Конечно же, ее можно связать и связывают с культурным консерватизмом, то есть с некоторым постоянством и устойчивостью. Тот самобытный человек, который есть, например у Е.Носова в «Усвятских шлемоносцах» — это, конечно же, человек Божий, Его творение. Но, вместе с тем, совершенно ясно, что Дед Бориса Агеева из повести «Душа населения», проживший свою судьбу в русском XX веке со всей его устойчивостью и постоянством совсем не Микула Селянинович русской былины (хотя и у одного с другим есть родство в том, что «все, что нужно, было найдено», все, что нужно, было решено).
Знает ли самобытный человек развитие? Безусловно, знает. Русский классический роман дал нам роскошные образцы «самостоятельного, самосозидательного» развития человека. И эта внутренняя способность является «даром Божиим». Но, одновременно, этот дар можно растратить даром (об этой отчаянной трате лучше всех и глубже всех сказал Вера Галактионова в романе «5/4 накануне тишины»), и тогда не стоит говорить о развитии. Развитие человека (о чем говорят Страхов и Ильин) обладает особым качеством — сознательности: «человек развивается целесообразно в полном смысле этого слова, то есть сообразно с теми целями, которые он ставит и осуществляет как нравственное, свободно-разумное существо. В человеке развитие становится существенно духовным развитием» (Ильин, С. 261).
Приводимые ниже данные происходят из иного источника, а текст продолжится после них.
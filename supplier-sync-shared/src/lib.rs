//! # Supplier Sync Shared
//!
//! This crate defines shared data structures used across the supplier sync workspace.
//! It includes the supplier entity, projected child-table rows and the sync mode.

pub mod types;

pub use types::child_record::{json_to_text, ChildRecord, Item};
pub use types::supplier::Supplier;
pub use types::sync_mode::SyncMode;
//! Related tables fetched for every supplier.

use std::sync::Arc;

use supplier_sync_shared::ChildRecord;
use tracing::{debug, instrument, warn};

use crate::processor::DocumentRenderer;
use crate::source::client::RestSource;
use crate::source::pager::{Pager, PagerQuery};
use crate::source::retry::RetryPolicy;

/// A related table of a supplier.
#[derive(Debug, Clone, Copy, PartialEq, Eq, Hash)]
pub enum ChildTable {
    Sites,
    Dff,
    BusinessClassifications,
    Contacts,
    ProductsAndServices,
    Addresses,
}

impl ChildTable {
    /// Every table, in document order.
    pub const ALL: [ChildTable; 6] = [
        ChildTable::Sites,
        ChildTable::Dff,
        ChildTable::BusinessClassifications,
        ChildTable::Contacts,
        ChildTable::ProductsAndServices,
        ChildTable::Addresses,
    ];

    /// Path segment under `<supplier>/child/`.
    pub fn path(self) -> &'static str {
        match self {
            ChildTable::Sites => "sites",
            ChildTable::Dff => "DFF",
            ChildTable::BusinessClassifications => "businessClassifications",
            ChildTable::Contacts => "contacts",
            ChildTable::ProductsAndServices => "productsAndServices",
            ChildTable::Addresses => "addresses",
        }
    }

    /// Fields requested and rendered, in column order.
    pub fn fields(self) -> &'static [&'static str] {
        match self {
            ChildTable::Sites => &[
                "SupplierSiteId",
                "SupplierSite",
                "ProcurementBUId",
                "ProcurementBU",
                "SupplierAddressName",
                "Email",
                "PayGroup",
                "PaymentTerms",
            ],
            ChildTable::Dff => &["exigerRelationshipStatus", "exigerRiskLevel"],
            ChildTable::BusinessClassifications => &[
                "Classification",
                "Subclassification",
                "Status",
                "CertifyingAgency",
                "CertificateExpirationDate",
                "Notes",
            ],
            ChildTable::Contacts => &[
                "FirstName",
                "LastName",
                "JobTitle",
                "PhoneNumber",
                "Email",
                "Status",
            ],
            ChildTable::ProductsAndServices => {
                &["CategoryName", "CategoryDescription", "CategoryType"]
            }
            ChildTable::Addresses => &[
                "AddressName",
                "Country",
                "AddressLine1",
                "AddressLine2",
                "AddressLine3",
                "AddressLine4",
                "City",
                "State",
                "PostalCode",
                "Status",
                "AddressPurposeOrderingFlag",
                "AddressPurposeRemitToFlag",
                "AddressPurposeRFQOrBiddingFlag",
            ],
        }
    }

    /// Section heading in the rendered document.
    pub fn heading(self) -> &'static str {
        match self {
            ChildTable::Sites => "Supplier Sites Data",
            ChildTable::Dff => "Descriptive Flexfields Data",
            ChildTable::BusinessClassifications => "Business Classifications Data",
            ChildTable::Contacts => "Contacts Data",
            ChildTable::ProductsAndServices => "Products and Services Data",
            ChildTable::Addresses => "Address Data",
        }
    }

    /// Static paragraph explaining the table to the document's reader.
    pub fn description(self) -> &'static str {
        match self {
            ChildTable::Sites => {
                "This table captures site-specific data for each supplier, allowing for detailed \
                 reasoning about supplier operations, geographic alignment, and procurement \
                 eligibility. It supports scenarios where a supplier operates across multiple \
                 locations, enabling filtering and analysis based on regional or business unit \
                 criteria. This data is especially useful for systems that need to evaluate \
                 supplier presence and compliance within specific operational contexts. Users want \
                 to know if a Supplier is eligible for procurement in their BU (e.g. Business Unit) \
                 as reflected in matching ProcurementBU field."
            }
            ChildTable::Dff => {
                "This table captures third-party risk intelligence from Exiger, providing \
                 structured risk scores and metadata for each supplier. It enables reasoning about \
                 supplier risk exposure (e.g. exigerRiskLevel), compliance posture, and mitigation \
                 needs (e.g. exigerRelationshipStatus)."
            }
            ChildTable::BusinessClassifications => {
                "This table contains information about the various business classifications of a \
                 supplier. It is used to track diversity certifications, their statuses, and the \
                 agencies that issued them. This supports compliance, reporting, and supplier \
                 diversity initiatives."
            }
            ChildTable::Contacts => {
                "This table contains information about the supplier's contacts, including the \
                 contact name (FirstName + LastName), email address, phone number, job title and \
                 contact status. This is useful for understanding who is the primary contact at \
                 the supplier for various purposes."
            }
            ChildTable::ProductsAndServices => {
                "This table captures structured information about the offerings of each supplier, \
                 enabling the LLM to reason about supplier capabilities, match offerings to \
                 business needs, and support procurement decisions. CategoryName identifies the \
                 category of Products and Services offered by the Supplier and serves as a \
                 semantic anchor for identifying and categorizing supplier capabilities. \
                 CategoryDescription is a detailed description of the product or services offered."
            }
            ChildTable::Addresses => {
                "Contains structured location and contact data for each supplier, including \
                 address_line_1, address_line_2, city, state, postal_code, and country. This schema \
                 enables geolocation, regional compliance checks, and communication routing for \
                 supplier entities"
            }
        }
    }
}

impl std::fmt::Display for ChildTable {
    fn fmt(&self, f: &mut std::fmt::Formatter<'_>) -> std::fmt::Result {
        f.write_str(self.path())
    }
}

/// Fetches and renders the related tables of a supplier.
pub struct ChildTableFetcher {
    source: Arc<dyn RestSource>,
    retry: RetryPolicy,
    renderer: DocumentRenderer,
}

impl ChildTableFetcher {
    pub fn new(source: Arc<dyn RestSource>, retry: RetryPolicy) -> Self {
        Self {
            source,
            retry,
            renderer: DocumentRenderer::new(),
        }
    }

    /// URL of `table` for one supplier.
    pub fn table_url(supplier_url: &str, supplier_id: &str, table: ChildTable) -> String {
        format!(
            "{}/{}/child/{}",
            supplier_url.trim_end_matches('/'),
            supplier_id,
            table.path()
        )
    }

    /// Every row of `table` that could be fetched.
    ///
    /// Each page is retried according to the policy. When a page still fails,
    /// paging stops and the rows gathered so far are returned.
    #[instrument(skip(self, supplier_url, table), fields(table = %table))]
    pub async fn fetch_records(
        &self,
        supplier_url: &str,
        supplier_id: &str,
        table: ChildTable,
    ) -> Vec<ChildRecord> {
        let url = Self::table_url(supplier_url, supplier_id, table);
        let mut pager = Pager::new(self.source.clone(), url, PagerQuery::fields(table.fields()));
        let mut records = Vec::new();

        while pager.has_more() {
            let offset = pager.cursor().offset;
            let fetched = self
                .retry
                .run("fetch child table page", || pager.fetch_current())
                .await;

            match fetched {
                Ok(page) => match pager.accept(page) {
                    Some(items) => records.extend(
                        items
                            .iter()
                            .map(|item| ChildRecord::project(item, table.fields())),
                    ),
                    None => break,
                },
                Err(e) => {
                    warn!(
                        supplier_id,
                        table = %table,
                        offset,
                        rows_kept = records.len(),
                        error = %e,
                        "Child table unavailable, keeping rows fetched so far"
                    );
                    pager.abandon();
                }
            }
        }

        debug!(supplier_id, table = %table, rows = records.len(), "Fetched child table");
        records
    }

    /// Rendered table text for `table`, empty when no rows were fetched.
    pub async fn fetch_table(&self, supplier_url: &str, supplier_id: &str, table: ChildTable) -> String {
        let records = self.fetch_records(supplier_url, supplier_id, table).await;
        self.renderer.render_table(table.fields(), &records)
    }
}
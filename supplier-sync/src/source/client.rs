//! HTTP client for the supplier REST API.
//!
//! [`RestSource`] is the seam every reader goes through: one call fetches one
//! page. [`FusionClient`] is the production implementation; it is built once per
//! run by a [`SourceConnector`] with that run's bearer token.

use std::sync::Arc;

use async_trait::async_trait;
use reqwest::header::CACHE_CONTROL;
use serde::Deserialize;
use supplier_sync_shared::Item;
use thiserror::Error;
use tracing::debug;

/// Why a page could not be fetched.
#[derive(Debug, Clone, Error, PartialEq, Eq)]
pub enum FetchError {
    /// The request never produced a response (DNS, connect, reset, ...).
    #[error("transport error: {0}")]
    Transport(String),

    /// The server answered with a non-success status.
    #[error("HTTP {status}: {body}")]
    Status { status: u16, body: String },

    /// The server answered 2xx but the body is not a page.
    #[error("malformed page: {0}")]
    Malformed(String),
}

impl FetchError {
    /// Create a transport error.
    pub fn transport(msg: impl Into<String>) -> Self {
        Self::Transport(msg.into())
    }

    /// Create a malformed-page error.
    pub fn malformed(msg: impl Into<String>) -> Self {
        Self::Malformed(msg.into())
    }

    /// True when the response arrived but could not be understood.
    pub fn is_malformed(&self) -> bool {
        matches!(self, Self::Malformed(_))
    }
}

/// One page request: a resource URL plus its query parameters.
#[derive(Debug, Clone, PartialEq, Eq)]
pub struct PageRequest {
    pub url: String,
    pub query: Vec<(String, String)>,
}

impl PageRequest {
    /// Value of a query parameter, if present.
    pub fn param(&self, key: &str) -> Option<&str> {
        self.query
            .iter()
            .find(|(k, _)| k == key)
            .map(|(_, v)| v.as_str())
    }
}

/// One page of results.
///
/// `items` is `None` when the response carried no item list at all, which ends
/// pagination regardless of `has_more`.
#[derive(Debug, Clone, Default, Deserialize, PartialEq)]
pub struct Page {
    #[serde(default)]
    pub items: Option<Vec<Item>>,
    #[serde(rename = "hasMore", default)]
    pub has_more: bool,
}

/// Fetches single pages from the source API.
#[async_trait]
pub trait RestSource: Send + Sync {
    /// Issue one page request.
    async fn fetch_page(&self, request: &PageRequest) -> Result<Page, FetchError>;
}

/// Builds the per-run source client once a token is available.
pub trait SourceConnector: Send + Sync {
    /// Create a client that authenticates with `bearer_token`.
    fn connect(&self, bearer_token: String) -> Arc<dyn RestSource>;
}

/// Oracle Fusion REST client bound to one bearer token.
pub struct FusionClient {
    http_client: reqwest::Client,
    bearer_token: String,
}

impl FusionClient {
    pub fn new(http_client: reqwest::Client, bearer_token: String) -> Self {
        Self {
            http_client,
            bearer_token,
        }
    }
}

#[async_trait]
impl RestSource for FusionClient {
    async fn fetch_page(&self, request: &PageRequest) -> Result<Page, FetchError> {
        debug!(url = %request.url, offset = ?request.param("offset"), "Fetching page");

        let response = self
            .http_client
            .get(&request.url)
            .query(&request.query)
            .bearer_auth(&self.bearer_token)
            .header(CACHE_CONTROL, "no-cache")
            .send()
            .await
            .map_err(|e| FetchError::transport(e.to_string()))?;

        let status = response.status();
        if !status.is_success() {
            let body = response.text().await.unwrap_or_default();
            return Err(FetchError::Status {
                status: status.as_u16(),
                body,
            });
        }

        let body = response
            .bytes()
            .await
            .map_err(|e| FetchError::transport(e.to_string()))?;

        serde_json::from_slice::<Page>(&body).map_err(|e| FetchError::malformed(e.to_string()))
    }
}

/// Connector producing [`FusionClient`]s over a shared HTTP client.
#[derive(Clone, Default)]
pub struct FusionConnector {
    http_client: reqwest::Client,
}

impl FusionConnector {
    pub fn new(http_client: reqwest::Client) -> Self {
        Self { http_client }
    }
}

impl SourceConnector for FusionConnector {
    fn connect(&self, bearer_token: String) -> Arc<dyn RestSource> {
        Arc::new(FusionClient::new(self.http_client.clone(), bearer_token))
    }
}
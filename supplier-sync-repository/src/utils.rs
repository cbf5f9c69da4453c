//! Utility functions for the supplier sync repository.

use crate::errors::IndexError;

/// Longest item id accepted by an external connection.
pub const MAX_ITEM_ID_LEN: usize = 128;

/// Validate an external item id before it is placed in a request path.
///
/// Item ids must be non-empty, at most [`MAX_ITEM_ID_LEN`] characters and
/// contain only alphanumeric characters, `-`, `_` or `.`.
///
/// # Example
///
/// ```
/// use supplier_sync_repository::validate_item_id;
///
/// assert!(validate_item_id("300000047507499").is_ok());
/// assert!(validate_item_id("a/b").is_err());
/// ```
pub fn validate_item_id(item_id: &str) -> Result<(), IndexError> {
    if item_id.is_empty() {
        return Err(IndexError::validation("Item id cannot be empty"));
    }

    if item_id.chars().count() > MAX_ITEM_ID_LEN {
        return Err(IndexError::validation(format!(
            "Item id '{}' is longer than {} characters",
            item_id, MAX_ITEM_ID_LEN
        )));
    }

    if !item_id
        .chars()
        .all(|c| c.is_ascii_alphanumeric() || matches!(c, '-' | '_' | '.'))
    {
        return Err(IndexError::validation(format!(
            "Item id '{}' contains invalid characters. Only alphanumeric characters, '-', '_' and '.' are allowed",
            item_id
        )));
    }

    Ok(())
}

#[cfg(test)]
mod tests {
    use super::*;

    #[test]
    fn test_validate_item_id() {
        assert!(validate_item_id("300000047507499").is_ok());
        assert!(validate_item_id("supplier_1-a.b").is_ok());
    }

    #[test]
    fn test_validate_item_id_empty() {
        assert!(matches!(
            validate_item_id(""),
            Err(IndexError::ValidationError(_))
        ));
    }

    #[test]
    fn test_validate_item_id_invalid_characters() {
        for id in ["a/b", "a b", "a?b", "a#b", "a%2F"] {
            assert!(validate_item_id(id).is_err(), "{} should be rejected", id);
        }
    }

    #[test]
    fn test_validate_item_id_too_long() {
        let id = "x".repeat(MAX_ITEM_ID_LEN + 1);
        assert!(validate_item_id(&id).is_err());
        assert!(validate_item_id(&id[..MAX_ITEM_ID_LEN]).is_ok());
    }
}
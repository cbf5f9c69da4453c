//! # Supplier Sync Repository
//!
//! This crate provides the trait and implementation for pushing supplier
//! documents into the search index consumed by the assistant. It includes
//! definitions for errors, the provider interface, item payload types and a
//! concrete implementation for Microsoft Graph external connections.

pub mod config;
pub mod errors;
pub mod graph;
pub mod interfaces;
pub mod types;
pub mod utils;

pub use config::GraphConfig;
pub use errors::IndexError;
pub use graph::GraphProvider;
pub use interfaces::IndexProvider;
pub use types::{
    AccessType, Acl, AclType, BatchOperationResult, BatchOperationSummary, ContentType,
    ExternalItem, ItemContent, ItemProperties,
};
pub use utils::validate_item_id;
Писатели «другой литературы», рассказавшие нам об ужасе повседневности и ужасе быть человеком в ней, выступили своеобразными дарвинистами-нигилистами, поместив человека скорее в «мир природы» и социума, то есть среды, которая заела. Они, как было сказано выше, лишили человека понимания себя и жизни вокруг, а источник всех несчастий и всех возможностей человека разместили вне его самого. Собственно чем такой человек отличается от животного — только умением говорить?!
Русская культура состоялась как русская именно потому, что личная и национальная самобытность человека в ней присутствовали как доминанты. Сегодня, увы, мы видим массовый натиск на человека в литературе — на первый план выдвинут инстинкт. И это тотальное обинстиктновение человека возможно, уже и доказывает, что значительная их часть произошла от обезьяны. Теория XIX века замечательно преобразовалась в культурную практику XXI-го. И что интересно — и там, и тут полный успех! Но теперь мы знаем, почему возможны такие «успехи»…
***
…Рассказывая читателю о последних сочинениях В. Пелевина, А. Дмитриева, В. Маканина, критик Н Иванова делает вывод: «Роднит их то, что они все в разной степени, но чрезвычайно пессимистичны сегодня по отношению к человеку. Кризисно относят этого самого человека скорее всего к цветам зла. Традиционный (либеральный) гуманизм подвергается ими сомнению — и не побеждает» (19, 6). Но может ли стать «либеральный гуманизм» «традиционным», если он никогда «не побеждает»? Да и протяженность жизни этой «традиции» очень невелика. «Родство во зле» — вот итог либеральной, модернистской концепции человека. «Родство в добре» — смысловой стержень почвеннического понимания русского человека.